BDI-Chef Rogowski gestand Rot-Grün zwar vereinzelte Fortschritte, etwa bei der Biotechnologie oder beim Einstieg in die private Rente, zu. Doch auch die Steuerreform habe unterm Strich mehr Belastungen mit sich gebracht. Die Steuer- und Beitragsentlastung von 40,7 Milliarden Euro sei auf Grund einer verfehlten Energie- und Umweltpolitik durch Belastungen in Höhe von 44 Milliarden Euro völlig aufgezehrt worden.

Rogowski forderte, im Wahlkampf die Sachthemen in den Vordergrund zu stellen und einen Streit um die besseren Programme zu führen. Gemessen an den vorliegenden Wahlprogrammen gebe es bei der Union die "richtungsweisenderen Ansätze" für mehr Wachstum und den Abbau der Arbeitslosigkeit. Kritisch bewertet Rogowski hingegen die Haltung der Union zur Zuwanderung und den Plan, die Steuerbefreiung von Erträgen aus dem Verkauf unternehmerischer Beteiligungen zu überprüfen.
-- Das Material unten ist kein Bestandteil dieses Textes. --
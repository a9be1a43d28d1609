// ABOUTME: Optimistic action tracker for user actions the server hasn't echoed yet.
// ABOUTME: Entries clear on a matching live entity or force-expire after a fixed timeout.

use chrono::{DateTime, Utc};
use serde::Serialize;
use std::collections::BTreeMap;
use std::time::Duration;
use tokio::time::Instant;

use crate::snapshot::Snapshot;
use crate::types::{ActionKind, Environment, ResourceId};

/// At most one optimistic entry exists per key.
#[derive(Debug, Clone, PartialEq, Eq, Hash, PartialOrd, Ord)]
pub struct ActionKey {
    pub resource: ResourceId,
    pub environment: Environment,
    pub kind: ActionKind,
}

impl ActionKey {
    pub fn new(resource: ResourceId, environment: Environment, kind: ActionKind) -> Self {
        Self {
            resource,
            environment,
            kind,
        }
    }
}

impl std::fmt::Display for ActionKey {
    fn fmt(&self, f: &mut std::fmt::Formatter<'_>) -> std::fmt::Result {
        write!(f, "{} {}@{}", self.kind, self.resource, self.environment)
    }
}

/// Client-side placeholder for an action not yet confirmed by the server.
#[derive(Debug, Clone, PartialEq, Eq, Serialize)]
#[serde(rename_all = "camelCase")]
pub struct OptimisticAction {
    pub resource_id: ResourceId,
    pub environment: Environment,
    pub kind: ActionKind,
    pub created_at: DateTime<Utc>,
}

impl OptimisticAction {
    pub fn key(&self) -> ActionKey {
        ActionKey::new(self.resource_id.clone(), self.environment.clone(), self.kind)
    }

    /// Whether `snapshot` shows a live entity confirming this action.
    pub fn is_confirmed_by(&self, snapshot: &Snapshot) -> bool {
        if snapshot.resource.id != self.resource_id {
            return false;
        }
        match self.kind {
            ActionKind::Deploy => snapshot.has_live_deploy(&self.environment),
            ActionKind::PublishRules => snapshot.has_live_rule_deploy(&self.environment),
        }
    }
}

/// An optimistic entry expired without confirmation. The user should retry.
#[derive(Debug, Clone, PartialEq, Eq)]
pub struct ConfirmationTimeout {
    pub action: OptimisticAction,
    pub waited: Duration,
}

#[derive(Debug, Clone, PartialEq, Eq, thiserror::Error)]
pub enum OptimisticError {
    #[error("{0} is already awaiting confirmation")]
    AlreadyPending(ActionKey),
}

#[derive(Debug, Clone)]
struct Pending {
    action: OptimisticAction,
    recorded_at: Instant,
    expires_at: Instant,
}

#[derive(Debug)]
pub struct OptimisticTracker {
    timeout: Duration,
    pending: BTreeMap<ActionKey, Pending>,
}

impl OptimisticTracker {
    pub fn new(timeout: Duration) -> Self {
        Self {
            timeout,
            pending: BTreeMap::new(),
        }
    }

    pub fn timeout(&self) -> Duration {
        self.timeout
    }

    /// Create a tentative entry and start its expiry countdown.
    pub fn record(
        &mut self,
        key: ActionKey,
        now: Instant,
        created_at: DateTime<Utc>,
    ) -> Result<&OptimisticAction, OptimisticError> {
        if self.pending.contains_key(&key) {
            return Err(OptimisticError::AlreadyPending(key));
        }

        tracing::debug!("Awaiting confirmation of {}", key);
        let action = OptimisticAction {
            resource_id: key.resource.clone(),
            environment: key.environment.clone(),
            kind: key.kind,
            created_at,
        };
        let pending = Pending {
            action,
            recorded_at: now,
            expires_at: now + self.timeout,
        };
        let entry = self.pending.entry(key).or_insert(pending);
        Ok(&entry.action)
    }

    pub fn clear(&mut self, key: &ActionKey) -> Option<OptimisticAction> {
        self.pending.remove(key).map(|p| p.action)
    }

    /// Drop every entry confirmed by a live entity in `snapshot`.
    pub fn clear_confirmed(&mut self, snapshot: &Snapshot) -> Vec<OptimisticAction> {
        let confirmed: Vec<ActionKey> = self
            .pending
            .iter()
            .filter(|(_, p)| p.action.is_confirmed_by(snapshot))
            .map(|(key, _)| key.clone())
            .collect();

        confirmed
            .iter()
            .filter_map(|key| {
                tracing::debug!("Server confirmed {}", key);
                self.clear(key)
            })
            .collect()
    }

    /// Force-clear entries whose countdown has run out. Each entry yields
    /// exactly one timeout since it is removed here.
    pub fn expire(&mut self, now: Instant) -> Vec<ConfirmationTimeout> {
        let expired: Vec<ActionKey> = self
            .pending
            .iter()
            .filter(|(_, p)| p.expires_at <= now)
            .map(|(key, _)| key.clone())
            .collect();

        let timeout = self.timeout;
        expired
            .into_iter()
            .filter_map(|key| self.pending.remove(&key))
            .map(|p| {
                tracing::warn!(
                    "No confirmation for {} after {:?}, clearing",
                    p.action.key(),
                    timeout
                );
                ConfirmationTimeout {
                    waited: now.saturating_duration_since(p.recorded_at),
                    action: p.action,
                }
            })
            .collect()
    }

    /// Earliest pending expiry.
    pub fn next_deadline(&self) -> Option<Instant> {
        self.pending.values().map(|p| p.expires_at).min()
    }

    pub fn is_pending(&self, key: &ActionKey) -> bool {
        self.pending.contains_key(key)
    }

    /// Any unexpired entry for `(resource, environment)`.
    pub fn is_active(&self, resource: &ResourceId, environment: &Environment) -> bool {
        self.pending
            .keys()
            .any(|k| &k.resource == resource && &k.environment == environment)
    }

    pub fn actions(&self) -> Vec<OptimisticAction> {
        self.pending.values().map(|p| p.action.clone()).collect()
    }

    pub fn len(&self) -> usize {
        self.pending.len()
    }

    pub fn is_empty(&self) -> bool {
        self.pending.is_empty()
    }

    pub fn clear_all(&mut self) {
        self.pending.clear();
    }
}
// ABOUTME: Type-safe identifiers and validated domain types.
// ABOUTME: Uses phantom types to prevent ID confusion at compile time.

mod action_kind;
mod environment;
mod id;
mod resource_kind;
mod target;

pub use action_kind::ActionKind;
pub use environment::{Environment, EnvironmentError};
pub use id::{DeployId, Id, ResourceId, RuleDeployId, RuleId};
pub use resource_kind::{ResourceKind, ResourceKindError};
pub use target::{Target, ViewScope};
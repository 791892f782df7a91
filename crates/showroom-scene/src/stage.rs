//! Stage setup - camera, lights, ground plane, and background

use bevy::prelude::*;

use showroom_core::framing::{FAR_PLANE, NEAR_PLANE};
use showroom_core::session::DEFAULT_GROUND_HEIGHT;
use showroom_core::ColorSpec;

use crate::camera::{MainCamera, OrbitCamera};
use crate::types::paint;

/// Side length of the square ground plane
pub const GROUND_SIZE: f32 = 50.0;

/// Stage look, adjustable from configuration
#[derive(Debug, Clone, Resource)]
pub struct StageSettings {
    pub background: ColorSpec,
    pub ground: ColorSpec,
    /// Vertical field of view in degrees
    pub fov_degrees: f32,
}

impl Default for StageSettings {
    fn default() -> Self {
        Self {
            background: ColorSpec::from_rgb8(0x1a, 0x1a, 0x1a),
            ground: ColorSpec::from_rgb8(0x2d, 0x2d, 0x2d),
            fov_degrees: 50.0,
        }
    }
}

/// Marker component for the ground plane
#[derive(Component)]
pub struct GroundPlane;

/// Marker component for the main directional light
#[derive(Component)]
pub struct MainDirectionalLight;

/// Plugin for stage setup
pub struct StagePlugin;

impl Plugin for StagePlugin {
    fn build(&self, app: &mut App) {
        app.init_resource::<StageSettings>()
            .add_systems(Startup, setup_stage);
    }
}

fn setup_stage(
    mut commands: Commands,
    mut meshes: ResMut<Assets<Mesh>>,
    mut materials: ResMut<Assets<StandardMaterial>>,
    settings: Res<StageSettings>,
    orbit: Res<OrbitCamera>,
) {
    commands.insert_resource(ClearColor(paint(settings.background)));

    // Y-up camera, placed by the orbit controller until a model is framed
    commands.spawn((
        Camera3d::default(),
        Projection::Perspective(PerspectiveProjection {
            fov: settings.fov_degrees.to_radians(),
            near: NEAR_PLANE,
            far: FAR_PLANE,
            ..default()
        }),
        Transform::from_translation(orbit.eye()).looking_at(orbit.target, Vec3::Y),
        MainCamera,
    ));

    commands.insert_resource(AmbientLight {
        color: Color::WHITE,
        brightness: 250.0,
        ..default()
    });

    commands.spawn((
        DirectionalLight {
            illuminance: 8000.0,
            shadows_enabled: true,
            ..default()
        },
        Transform::from_xyz(5.0, 5.0, 5.0).looking_at(Vec3::ZERO, Vec3::Y),
        MainDirectionalLight,
    ));

    commands.spawn((
        Mesh3d(meshes.add(Plane3d::default().mesh().size(GROUND_SIZE, GROUND_SIZE))),
        MeshMaterial3d(materials.add(StandardMaterial {
            base_color: paint(settings.ground),
            perceptual_roughness: 1.0,
            ..default()
        })),
        Transform::from_xyz(0.0, DEFAULT_GROUND_HEIGHT, 0.0),
        GroundPlane,
    ));
}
Priorität einer neuen Regierung müsse der Abbau der Arbeitslosigkeit bleiben. Dabei gelte es, den Arbeitsmarkt zu flexibilisieren. Dazu zählten gleichermaßen die Erleichterung befristeter Arbeitsverhältnisse wie mehr Zeitarbeit. Die Sozialversicherungsbeiträge müssten in Richtung 35 Prozent, die Steuern weiter gesenkt und der Spitzensteuersatz der Einkommensteuer dem Körperschaftsteuersatz angepasst werden, forderte Rogowski. Kritik übte der BDI-Chef auch an der unverändert hohen Staatsquote, die gegenwärtig 48 Prozent erreiche. Damit sei der Staat mit über fünf Millionen Beschäftigten der größte Arbeitgeber in Deutschland. Die Staatsquote soll nach den Vorstellungen des Bundesverbandes in den nächsten acht Jahren auf 40 Prozent reduziert werden. Im Übrigen sprach sich der BDI-Chef für mehr Investitionen und mehr Geld für Bildung und Forschung aus.

USA Spitzenreiter

Bessere Karten im internationalen Wettbewerb haben nach Einschätzung des Schweizer Instituts IMD die USA. Während die Deutschen zurückgefallen sind, blieben die USA trotz Konjunktureinbruch unangefochtene Spitzenreiter. Auf Platz zwei folgt Finnland. Der Vorjahreszweite Singapur rückte dagegen auf die fünfte Stelle. Vor allem wegen der Wachstumseinbrüche fielen einige asiatische Länder diesmal deutlich zurück. Dabei wird Ländern wie Singapur, Malaysia, Luxemburg aber auch Finnland mehr Flexibilität als Deutschland zugetraut. Von Japan werde indes kein Beitrag zur Stimulierung der Weltwirtschaft erwartet. Neues Schlusslicht ist Argentinien.